Required action: Pick out each line in these entries that contains the string "serde".

(Saved entries)
☆ ☆ ☆ ☆ ☆ ☆ ☆

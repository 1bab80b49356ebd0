use super::*;

use crate::schema::Union;

/// Reads the union branch-index varint and returns the key of the schema node
/// it selects.
pub(in super::super) fn read_union_discriminant<'de, 's, R>(
	state: &mut DeserializerState<'s, R>,
	union: &Union,
) -> Result<SchemaKey, DeError>
where
	R: ReadSlice<'de>,
{
	let discriminant: usize = read_discriminant(state)?;
	match union.variants.get(discriminant) {
		None => Err(DeError::new("Could not find union discriminant in schema")),
		Some(&variant_key) => Ok(variant_key),
	}
}

/// `EnumAccess` for deserializing a union into a Rust enum: the variant
/// identifier is the branch's Avro type tag (a named type's fullname, or the
/// primitive/complex type name), and the payload is deserialized normally
/// against that branch's schema.
pub(in super::super) struct UnionEnumAccess<'r, 's, R> {
	pub(in super::super) state: &'r mut DeserializerState<'s, R>,
	pub(in super::super) variant_key: SchemaKey,
	pub(in super::super) allowed_depth: AllowedDepth,
}
impl<'de, 'r, 's, R: ReadSlice<'de>> EnumAccess<'de> for UnionEnumAccess<'r, 's, R> {
	type Error = DeError;
	type Variant = UnionVariantAccess<'de, 'r, 's, R>;

	fn variant_seed<T>(self, seed: T) -> Result<(T::Value, Self::Variant), Self::Error>
	where
		T: DeserializeSeed<'de>,
	{
		let tag = schema_type_tag(self.state.schema().node(self.variant_key));
		let value = seed.deserialize(value::StringDeserializer::new(tag))?;
		Ok((
			value,
			UnionVariantAccess {
				state: self.state,
				variant_key: self.variant_key,
				allowed_depth: self.allowed_depth,
				_de: std::marker::PhantomData,
			},
		))
	}
}

pub(in super::super) struct UnionVariantAccess<'de, 'r, 's, R> {
	state: &'r mut DeserializerState<'s, R>,
	variant_key: SchemaKey,
	allowed_depth: AllowedDepth,
	_de: std::marker::PhantomData<&'de ()>,
}
impl<'de, R: ReadSlice<'de>> VariantAccess<'de> for UnionVariantAccess<'de, '_, '_, R> {
	type Error = DeError;

	fn unit_variant(self) -> Result<(), Self::Error> {
		match self.state.node(self.variant_key) {
			SchemaNode::Null => Ok(()),
			_ => Err(DeError::new(
				"Expected a unit variant but union branch is not `null`",
			)),
		}
	}

	fn newtype_variant_seed<T>(self, seed: T) -> Result<T::Value, Self::Error>
	where
		T: DeserializeSeed<'de>,
	{
		seed.deserialize(DatumDeserializer {
			state: self.state,
			key: self.variant_key,
			allowed_depth: self.allowed_depth.dec()?,
		})
	}

	fn tuple_variant<V>(self, len: usize, visitor: V) -> Result<V::Value, Self::Error>
	where
		V: Visitor<'de>,
	{
		use serde::Deserializer as _;
		DatumDeserializer {
			state: self.state,
			key: self.variant_key,
			allowed_depth: self.allowed_depth.dec()?,
		}
		.deserialize_tuple(len, visitor)
	}

	fn struct_variant<V>(
		self,
		fields: &'static [&'static str],
		visitor: V,
	) -> Result<V::Value, Self::Error>
	where
		V: Visitor<'de>,
	{
		use serde::Deserializer as _;
		DatumDeserializer {
			state: self.state,
			key: self.variant_key,
			allowed_depth: self.allowed_depth.dec()?,
		}
		.deserialize_struct("", fields, visitor)
	}
}

/// `MapAccess` yielding exactly one entry: the branch's Avro type tag mapped
/// to the branch's value. Used when decoding a named union branch into an
/// untyped/dynamic target with `dynamic_union_map_keys` enabled.
pub(in super::super) struct TaggedUnionMapAccess<'r, 's, R> {
	pub(in super::super) state: &'r mut DeserializerState<'s, R>,
	pub(in super::super) variant_key: SchemaKey,
	pub(in super::super) allowed_depth: AllowedDepth,
	pub(in super::super) tag: Option<String>,
}
impl<'de, R: ReadSlice<'de>> MapAccess<'de> for TaggedUnionMapAccess<'_, '_, R> {
	type Error = DeError;

	fn next_key_seed<T>(&mut self, seed: T) -> Result<Option<T::Value>, Self::Error>
	where
		T: DeserializeSeed<'de>,
	{
		Ok(match self.tag.take() {
			None => None,
			Some(tag) => Some(seed.deserialize(value::StringDeserializer::new(tag))?),
		})
	}

	fn next_value_seed<V>(&mut self, seed: V) -> Result<V::Value, Self::Error>
	where
		V: DeserializeSeed<'de>,
	{
		seed.deserialize(DatumDeserializer {
			state: self.state,
			key: self.variant_key,
			allowed_depth: self.allowed_depth,
		})
	}
}

pub(in super::super) fn schema_type_tag(node: &SchemaNode) -> String {
	match node {
		SchemaNode::Null => "null".to_owned(),
		SchemaNode::Boolean => "boolean".to_owned(),
		SchemaNode::Int => "int".to_owned(),
		SchemaNode::Long => "long".to_owned(),
		SchemaNode::Float => "float".to_owned(),
		SchemaNode::Double => "double".to_owned(),
		SchemaNode::Bytes => "bytes".to_owned(),
		SchemaNode::String => "string".to_owned(),
		SchemaNode::Array(_) => "array".to_owned(),
		SchemaNode::Map(_) => "map".to_owned(),
		SchemaNode::Union(_) => "union".to_owned(),
		SchemaNode::Record(r) => r.name.fully_qualified_name().to_owned(),
		SchemaNode::Enum(e) => e.name.fully_qualified_name().to_owned(),
		SchemaNode::Fixed(f) => f.name.fully_qualified_name().to_owned(),
		SchemaNode::Decimal(_) => "decimal".to_owned(),
		SchemaNode::Uuid => "uuid".to_owned(),
		SchemaNode::Date => "date".to_owned(),
		SchemaNode::TimeMillis => "time-millis".to_owned(),
		SchemaNode::TimeMicros => "time-micros".to_owned(),
		SchemaNode::TimestampMillis => "timestamp-millis".to_owned(),
		SchemaNode::TimestampMicros => "timestamp-micros".to_owned(),
		SchemaNode::LocalTimestampMillis => "local-timestamp-millis".to_owned(),
		SchemaNode::LocalTimestampMicros => "local-timestamp-micros".to_owned(),
		SchemaNode::Duration(_) => "duration".to_owned(),
	}
}
impl<'r, 'c, 's, W: std::io::Write> serde::ser::SerializeMap
	for SerializeMapAsRecordOrMapOrDuration<'r, 'c, 's, W>
{
	type Ok = ();
	type Error = SerError;

	fn serialize_key<T: ?Sized>(&mut self, key: &T) -> Result<(), Self::Error>
	where
		T: serde::Serialize,
	{
		match &mut self.inner.kind {
			Kind::Record(KindRecord { record_state, .. }) => {
				let (field_idx, schema_key) = key.serialize(FindFieldIndexSerializer { record_state })?;
				self.key_hint = KeyHint::KeyLocation {
					field_idx,
					schema_key,
				};
				Ok(())
			}
			Kind::Map { block_writer, .. } => {
				block_writer.signal_next_record()?;
				key.serialize(MapKeySerializer {
					state: block_writer.state,
				})
			}
			Kind::Duration { .. } => {
				self.key_hint = KeyHint::DurationField(
					key.serialize(extract_for_duration::ExtractFieldNameForDuration)?,
				);
				Ok(())
			}
		}
	}

	fn serialize_value<T: ?Sized>(&mut self, value: &T) -> Result<(), Self::Error>
	where
		T: serde::Serialize,
	{
		match &mut self.inner.kind {
			Kind::Record(KindRecord {
				serializer_state,
				record_state,
			}) => match std::mem::replace(&mut self.key_hint, KeyHint::None) {
				KeyHint::KeyLocation {
					field_idx,
					schema_key,
				} => serialize_record_value(serializer_state, record_state, field_idx, schema_key, value),
				_ => panic!("serialize_key should have been called before serialize_value"),
			},
			Kind::Map {
				elements_key,
				block_writer,
			} => value.serialize(DatumSerializer {
				state: block_writer.state,
				key: *elements_key,
			}),
			Kind::Duration {
				values,
				gotten_values,
				..
			} => match std::mem::replace(&mut self.key_hint, KeyHint::None) {
				KeyHint::DurationField(duration_field) => {
					serialize_duration_field(values, gotten_values, duration_field, value)
				}
				_ => panic!("serialize_key should have been called before serialize_value"),
			},
		}
	}

	fn serialize_entry<K: ?Sized, V: ?Sized>(&mut self, key: &K, value: &V) -> Result<(), Self::Error>
	where
		K: serde::Serialize,
		V: serde::Serialize,
	{
		match &mut self.inner.kind {
			Kind::Record(KindRecord {
				serializer_state,
				record_state,
			}) => {
				let (field_idx, schema_key) = key.serialize(FindFieldIndexSerializer { record_state })?;
				serialize_record_value(serializer_state, record_state, field_idx, schema_key, value)
			}
			Kind::Map {
				elements_key,
				block_writer,
			} => {
				block_writer.signal_next_record()?;
				key.serialize(MapKeySerializer {
					state: block_writer.state,
				})?;
				value.serialize(DatumSerializer {
					state: block_writer.state,
					key: *elements_key,
				})
			}
			Kind::Duration {
				values,
				gotten_values,
				..
			} => {
				let duration_field = key.serialize(extract_for_duration::ExtractFieldNameForDuration)?;
				serialize_duration_field(values, gotten_values, duration_field, value)
			}
		}
	}

	fn end(self) -> Result<Self::Ok, Self::Error> {
		self.inner.end()
	}
}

☆ ☆ ☆ ☆ ☆ ☆ ☆

Your response:
		use serde::Deserializer as _;
		use serde::Deserializer as _;
impl<'r, 'c, 's, W: std::io::Write> serde::ser::SerializeMap
		T: serde::Serialize,
		T: serde::Serialize,
		K: serde::Serialize,
		V: serde::Serialize,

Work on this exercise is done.